Your goal in this phase is to understand the problem being faced, probably by the person asking you to do the project or a prospective customer for a new product. You need to understand what problem they’re facing, why they’re pressed to solve that problem, and what it would look like for them to consider it solved.

Here’s some questions you should be able to answer before kicking off a project:

  1. “Why is it useful for this problem to be solved?”

  2. “Do all stakeholders really find this project worth while?”

  3. “Is this the most important problem? What are some similar problems?”

  4. “Who is involved with this problem?”

  5. “What do stakeholders expect to change if the problem gets solved?”

You’re looking to verify that the stakeholders of the project to have enough interest to be able to weather the ups and downs of a new machine learning project, which has all the turbulence of a normal software project and then some. You also want to get to the point where you can guess peoples responses. If you can’t, you should ask more questions.

This general idea is co-opted from the customer discovery phase of the lean startup process. I highly recommend The Lean Startup by Eric Reis for any data scientist trying to improve their non-technical skills.

1.2) Prioritize

You now have a problem which, if it’s like any problem I’ve ever been tasked to tackle, is actually a collection of smaller sub-problems. Using a combination of your experience in software and knowledge gained about the specific problem you’re solving, you can now begin prioritizing pieces of the larger problem.

Your job is to make as many things as low a priority as possible.
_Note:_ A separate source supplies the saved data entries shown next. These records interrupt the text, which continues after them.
impl ViTClip {
    /// Registers the backbone's variables under `prefix` ("" for the store root).
    pub fn new(vs: &nn::VarStore, prefix: &str, config: &BackboneConfig) -> Result<Self> {
        config.validate()?;
        if config.adaptation_type == AdaptationType::Adapter {
            return Err(BackboneError::Unimplemented("adapter".to_string()));
        }

        let root = prefix
            .split('.')
            .filter(|c| !c.is_empty())
            .fold(vs.root(), |p, c| p.sub(c));
        let width = config.width;
        let eps = config.layer_norm_epsilon;

        let conv_config = nn::ConvConfig {
            stride: config.patch_size,
            bias: false,
            ..Default::default()
        };
        let conv1 = nn::conv2d(&root / "conv1", 3, width, config.patch_size, conv_config);

        let scale = (width as f64).powf(-0.5);
        let class_embedding = root.var(
            "class_embedding",
            &[width],
            nn::Init::Randn { mean: 0.0, stdev: scale },
        );
        let positional_embedding = root.var(
            "positional_embedding",
            &[config.num_patches() + 1, width],
            nn::Init::Randn { mean: 0.0, stdev: scale },
        );
        let ln_pre = LayerNorm::new(&(&root / "ln_pre"), width, eps);

        let temporal_embedding = root.var(
            "temporal_embedding",
            &[1, config.num_frames, width],
            nn::Init::Const(0.0),
        );

        let transformer = Transformer::new(
            &(&root / "transformer"),
            width,
            config.layers,
            config.heads,
            eps,
        );
        let ln_post = LayerNorm::new(&(&root / "ln_post"), width, eps);

        let attentive_pooler = match config.adaptation_type {
            AdaptationType::FrozenTuning => Some(AttentivePooler::new(
                &(&root / "attentive_pooler"),
                width,
                config.heads,
                &config.pooler,
            )),
            _ => None,
        };

        Ok(Self {
            conv1,
            class_embedding,
            positional_embedding,
            ln_pre,
            temporal_embedding,
            transformer,
            ln_post,
            attentive_pooler,
            prefix: prefix.to_string(),
            config: config.clone(),
        })
    }

    pub fn feature_dim(&self) -> i64 {
        self.config.width
    }

    /// Initialises or loads the weights, then applies the freezing policy.
    pub fn init_weights(&self, vs: &nn::VarStore) -> Result<LoadReport> {
        let report = match &self.config.pretrained {
            Some(dir) => {
                let (variant, file) = pretrained_variant(self.config.layers);
                let path = dir.join(file);
                if !path.is_file() {
                    return Err(BackboneError::MissingWeights(path));
                }

                default_init(vs, &self.prefix, LINEAR_INIT_STD);
                info!("load model from: {} clip {}", dir.display(), variant);
                let report = load_partial(vs, &self.prefix, visual_encoder_weights(read_tensors(&path)?))?;
                info!("Missing keys: {:?}", report.missing);
                info!("Unexpected keys: {:?}", report.unexpected);
                info!("=> loaded successfully '{}'", path.display());
                report
            }
            None => {
                warn!("You should load pretrained!!!");
                default_init(vs, &self.prefix, LINEAR_INIT_STD);
                LoadReport::default()
            }
        };

        self.apply_freeze_policy(vs);

        for (name, var) in variables_under(vs, &self.prefix) {
            info!("{}: {}", name, var.requires_grad());
        }
        let (total, tunable) = parameter_counts(vs, &self.prefix);
        info!(
            "Number of total parameters: {}, tunable parameters: {}",
            total, tunable
        );
        Ok(report)
    }

    /// Names of the variables left trainable.
    pub fn apply_freeze_policy(&self, vs: &nn::VarStore) -> Vec<String> {
        if self.config.frozen {
            freeze_except(vs, &self.prefix, TRAINABLE_MARKERS)
        } else {
            freeze_except(vs, &self.prefix, &[""])
        }
    }

    /// x: [B, C, T, H, W] -> [B * T, width, 1, 1, 1]
    pub fn forward(&self, x: &Tensor, train: bool) -> Result<Tensor> {
        let size = x.size();
        let [b, c, t, h, w] = <[i64; 5]>::try_from(size.as_slice())
            .map_err(|_| BackboneError::Shape(format!("expected [B, C, T, H, W], got {:?}", size)))?;
        if t != self.config.num_frames {
            return Err(BackboneError::FrameMismatch {
                expected: self.config.num_frames,
                got: t,
            });
        }
        let p = self.config.patch_size;
        let tokens = (h / p) * (w / p);
        if c != 3 || tokens + 1 != self.positional_embedding.size()[0] {
            return Err(BackboneError::Shape(format!(
                "clip {:?} does not fit 3 channels and {} patches of {}x{}",
                size,
                self.config.num_patches(),
                p,
                p
            )));
        }
        let d = self.config.width;

        // b c t h w -> (b t) c h w
        let x = x.permute([0, 2, 1, 3, 4]).reshape([b * t, c, h, w]);
        let x = x.apply(&self.conv1);
        let kind = x.kind();
        let x = x.reshape([b * t, d, -1]).permute([0, 2, 1]);

        let cls = self.class_embedding.to_kind(kind)
            + Tensor::zeros([b * t, 1, d], (kind, x.device()));
        let x = Tensor::cat(&[cls, x], 1);
        let x = x + self.positional_embedding.to_kind(kind);

        // (b t) n d -> (b n) t d
        let n = x.size()[1];
        let x = x.reshape([b, t, n, d]).permute([0, 2, 1, 3]).reshape([b * n, t, d]);
        let x = x + self.temporal_embedding.to_kind(kind);
        // (b n) t d -> (b t) n d
        let x = x.reshape([b, n, t, d]).permute([0, 2, 1, 3]).reshape([b * t, n, d]);
        let x = self.ln_pre.forward(&x);

        // NLD -> LND
        let x = self.transformer.forward(&x.permute([1, 0, 2]), train);
        let x = self.ln_post.forward(&x);

        let x = match &self.attentive_pooler {
            Some(pooler) => pooler.forward(&x.permute([1, 0, 2]), train).select(1, 0),
            None => x.get(0),
        };

        Ok(x.unsqueeze(-1).unsqueeze(-1).unsqueeze(-1))
    }
}

/// Keeps the `visual.` entries of a full CLIP checkpoint (all entries if there
/// is no such prefix) and drops the image-text projection.
fn visual_encoder_weights(tensors: Vec<(String, Tensor)>) -> Vec<(String, Tensor)> {
    let has_visual_prefix = tensors.iter().any(|(name, _)| name.starts_with("visual."));
    tensors
        .into_iter()
        .filter_map(|(name, t)| {
            let name = if has_visual_prefix {
                name.strip_prefix("visual.")?.to_string()
            } else {
                name
            };
            (name != "proj").then_some((name, t))
        })
        .collect()
}
use std::path::PathBuf;
use thiserror::Error;

#[derive(Error, Debug)]
pub enum BackboneError {
    #[error("IO error: {0}")]
    Io(#[from] std::io::Error),

    #[error("safetensors error: {0}")]
    SafeTensors(#[from] safetensors::SafeTensorError),

    #[error("torch error: {0}")]
    Tch(#[from] tch::TchError),

    #[error("adaptation type not implemented: {0}")]
    Unimplemented(String),

    #[error("pretrained must be a str or None")]
    InvalidPretrained,

    #[error("invalid config: {0}")]
    InvalidConfig(String),

    #[error("frame count mismatch: {got} != {expected}")]
    FrameMismatch { expected: i64, got: i64 },

    #[error("shape error: {0}")]
    Shape(String),

    #[error("pretrained weights not found: {0}")]
    MissingWeights(PathBuf),

    #[error("unsupported dtype: {0}")]
    UnsupportedDtype(String),
}

pub type Result<T> = std::result::Result<T, BackboneError>;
If it can be pushed off as an added feature, it’s low priority. If there’s not a compelling reason the customer would use a particular feature consistently, it’s low priority.

Your client came to you with a problem and, as a result, they have a mental bias to consider every aspect of that problem as high priority. It’s your job to reign in feature creep and hone your backlog of tasks down to a razors edge. This will give you the freedom of time and the necessary focus to be successful. The name of the game is getting the maximum utility at a minimal cost.

1.3) Resource Check

Once you’ve broken down your project into individual tasks, these are the questions you should be asking, in order:

Is there a product that solves this problem? Is there a non-ml algorithm that solves this problem? Is there a pre-trained model that solves this problem? Is there a similar model I can adapt to solve this problem? Is there available data for solving this problem? Does the client have data, and in what condition is it? How do I collect data for this problem?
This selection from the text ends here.